- **Brief**: The records below are to be written out again, exactly as they appear.

-------------------------

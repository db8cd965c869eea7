//! Sequential turn fetching.
//!
//! Turns are requested one at a time, from 0 upwards, and merged as they
//! arrive. The first failure of any kind ends the loop: a transport error, a
//! service-reported error, and the real end of the match all look the same
//! from here. Whatever was merged up to that point is still reported.

use serde::{Deserialize, Serialize};
use thiserror::Error;

use crate::config::ReconConfig;
use crate::error::{ReconError, Result};
use crate::inference::{infer, InferenceSummary};
use crate::registry::UnitRegistry;
use crate::roster::Roster;
use crate::wire::TurnDocument;

/// Turn ceiling applied when nothing else is configured.
pub const DEFAULT_TURN_CEILING: u32 = 100;

/// Why a turn could not be obtained.
#[derive(Debug, Clone, PartialEq, Eq, Error, Serialize, Deserialize)]
pub enum SourceError {
    /// The request itself failed.
    #[error("Transport failure: {0}")]
    Transport(String),
    /// The service answered with an error payload.
    #[error("Service reported error: {0}")]
    ServiceReported(String),
    /// The document could not be decoded.
    #[error("Malformed document for turn {turn}: {message}")]
    Malformed {
        /// Turn requested.
        turn: u32,
        /// Decoder message.
        message: String,
    },
    /// No document exists for this turn.
    #[error("No document for turn {0}")]
    Missing(u32),
    /// The configured turn ceiling was reached.
    #[error("Turn ceiling {0} reached")]
    CeilingReached(u32),
}

/// Supplier of per-turn documents.
pub trait TurnSource {
    /// Fetch the document for one turn.
    fn load_turn(&mut self, turn: u32) -> std::result::Result<TurnDocument, SourceError>;
}

impl<F> TurnSource for F
where
    F: FnMut(u32) -> std::result::Result<TurnDocument, SourceError>,
{
    fn load_turn(&mut self, turn: u32) -> std::result::Result<TurnDocument, SourceError> {
        self(turn)
    }
}

/// Result of fetching, merging and inferring a whole match.
#[derive(Debug, Clone, PartialEq, Eq)]
pub struct Reconstruction {
    /// Merged and inferred registry.
    pub registry: UnitRegistry,
    /// Last turn merged.
    pub max_turn: u32,
    /// Number of turns merged.
    pub turns_merged: u32,
    /// What ended the fetch loop.
    pub stop_reason: SourceError,
    /// Inference outcome.
    pub inference: InferenceSummary,
}

/// Fetch turns from `source` until the first failure, then run inference.
///
/// # Errors
/// Returns [`ReconError::NoData`] if turn 0 cannot be obtained and
/// [`ReconError::PreconditionViolation`] if its roster is not exactly two
/// parties.
pub fn reconstruct<S>(source: &mut S, config: &ReconConfig) -> Result<Reconstruction>
where
    S: TurnSource + ?Sized,
{
    let ceiling = config.turn_ceiling.max(1);
    let first = source
        .load_turn(0)
        .and_then(|doc| doc.into_snapshot(0))
        .map_err(ReconError::NoData)?;

    let roster = Roster::from_players(&first.players)?;
    let [a, b] = roster.parties();
    tracing::info!(first = %a.name, second = %b.name, "Roster loaded");

    let mut registry = UnitRegistry::new(roster);
    registry.merge_snapshot(&first);

    let mut turn = 1;
    let stop_reason = loop {
        if turn >= ceiling {
            break SourceError::CeilingReached(ceiling);
        }
        tracing::debug!(turn, day = turn / 2 + 1, "Gathering turn");
        match source.load_turn(turn).and_then(|doc| doc.into_snapshot(turn)) {
            Ok(snapshot) => {
                registry.merge_snapshot(&snapshot);
                turn += 1;
            }
            Err(reason) => break reason,
        }
    };

    let max_turn = turn - 1;
    match &stop_reason {
        SourceError::Missing(_) => {
            tracing::info!(turns = turn, "No further turns available");
        }
        reason => {
            tracing::warn!(turns = turn, %reason, "Stopped fetching; reporting partial data");
        }
    }

    let inference = infer(&mut registry, max_turn);
    Ok(Reconstruction {
        registry,
        max_turn,
        turns_merged: turn,
        stop_reason,
        inference,
    })
}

-------------------------

- **Answer to this task**:
repository db8cd965c869eea7
//! Sequential turn fetching.
//!
//! Turns are requested one at a time, from 0 upwards, and merged as they
//! arrive. The first failure of any kind ends the loop: a transport error, a
//! service-reported error, and the real end of the match all look the same
//! from here. Whatever was merged up to that point is still reported.

use serde::{Deserialize, Serialize};
use thiserror::Error;

use crate::config::ReconConfig;
use crate::error::{ReconError, Result};
use crate::inference::{infer, InferenceSummary};
use crate::registry::UnitRegistry;
use crate::roster::Roster;
use crate::wire::TurnDocument;

/// Turn ceiling applied when nothing else is configured.
pub const DEFAULT_TURN_CEILING: u32 = 100;

/// Why a turn could not be obtained.
#[derive(Debug, Clone, PartialEq, Eq, Error, Serialize, Deserialize)]
pub enum SourceError {
    /// The request itself failed.
    #[error("Transport failure: {0}")]
    Transport(String),
    /// The service answered with an error payload.
    #[error("Service reported error: {0}")]
    ServiceReported(String),
    /// The document could not be decoded.
    #[error("Malformed document for turn {turn}: {message}")]
    Malformed {
        /// Turn requested.
        turn: u32,
        /// Decoder message.
        message: String,
    },
    /// No document exists for this turn.
    #[error("No document for turn {0}")]
    Missing(u32),
    /// The configured turn ceiling was reached.
    #[error("Turn ceiling {0} reached")]
    CeilingReached(u32),
}

/// Supplier of per-turn documents.
pub trait TurnSource {
    /// Fetch the document for one turn.
    fn load_turn(&mut self, turn: u32) -> std::result::Result<TurnDocument, SourceError>;
}

impl<F> TurnSource for F
where
    F: FnMut(u32) -> std::result::Result<TurnDocument, SourceError>,
{
    fn load_turn(&mut self, turn: u32) -> std::result::Result<TurnDocument, SourceError> {
        self(turn)
    }
}

/// Result of fetching, merging and inferring a whole match.
#[derive(Debug, Clone, PartialEq, Eq)]
pub struct Reconstruction {
    /// Merged and inferred registry.
    pub registry: UnitRegistry,
    /// Last turn merged.
    pub max_turn: u32,
    /// Number of turns merged.
    pub turns_merged: u32,
    /// What ended the fetch loop.
    pub stop_reason: SourceError,
    /// Inference outcome.
    pub inference: InferenceSummary,
}

/// Fetch turns from `source` until the first failure, then run inference.
///
/// # Errors
/// Returns [`ReconError::NoData`] if turn 0 cannot be obtained and
/// [`ReconError::PreconditionViolation`] if its roster is not exactly two
/// parties.
pub fn reconstruct<S>(source: &mut S, config: &ReconConfig) -> Result<Reconstruction>
where
    S: TurnSource + ?Sized,
{
    let ceiling = config.turn_ceiling.max(1);
    let first = source
        .load_turn(0)
        .and_then(|doc| doc.into_snapshot(0))
        .map_err(ReconError::NoData)?;

    let roster = Roster::from_players(&first.players)?;
    let [a, b] = roster.parties();
    tracing::info!(first = %a.name, second = %b.name, "Roster loaded");

    let mut registry = UnitRegistry::new(roster);
    registry.merge_snapshot(&first);

    let mut turn = 1;
    let stop_reason = loop {
        if turn >= ceiling {
            break SourceError::CeilingReached(ceiling);
        }
        tracing::debug!(turn, day = turn / 2 + 1, "Gathering turn");
        match source.load_turn(turn).and_then(|doc| doc.into_snapshot(turn)) {
            Ok(snapshot) => {
                registry.merge_snapshot(&snapshot);
                turn += 1;
            }
            Err(reason) => break reason,
        }
    };

    let max_turn = turn - 1;
    match &stop_reason {
        SourceError::Missing(_) => {
            tracing::info!(turns = turn, "No further turns available");
        }
        reason => {
            tracing::warn!(turns = turn, %reason, "Stopped fetching; reporting partial data");
        }
    }

    let inference = infer(&mut registry, max_turn);
    Ok(Reconstruction {
        registry,
        max_turn,
        turns_merged: turn,
        stop_reason,
        inference,
    })
}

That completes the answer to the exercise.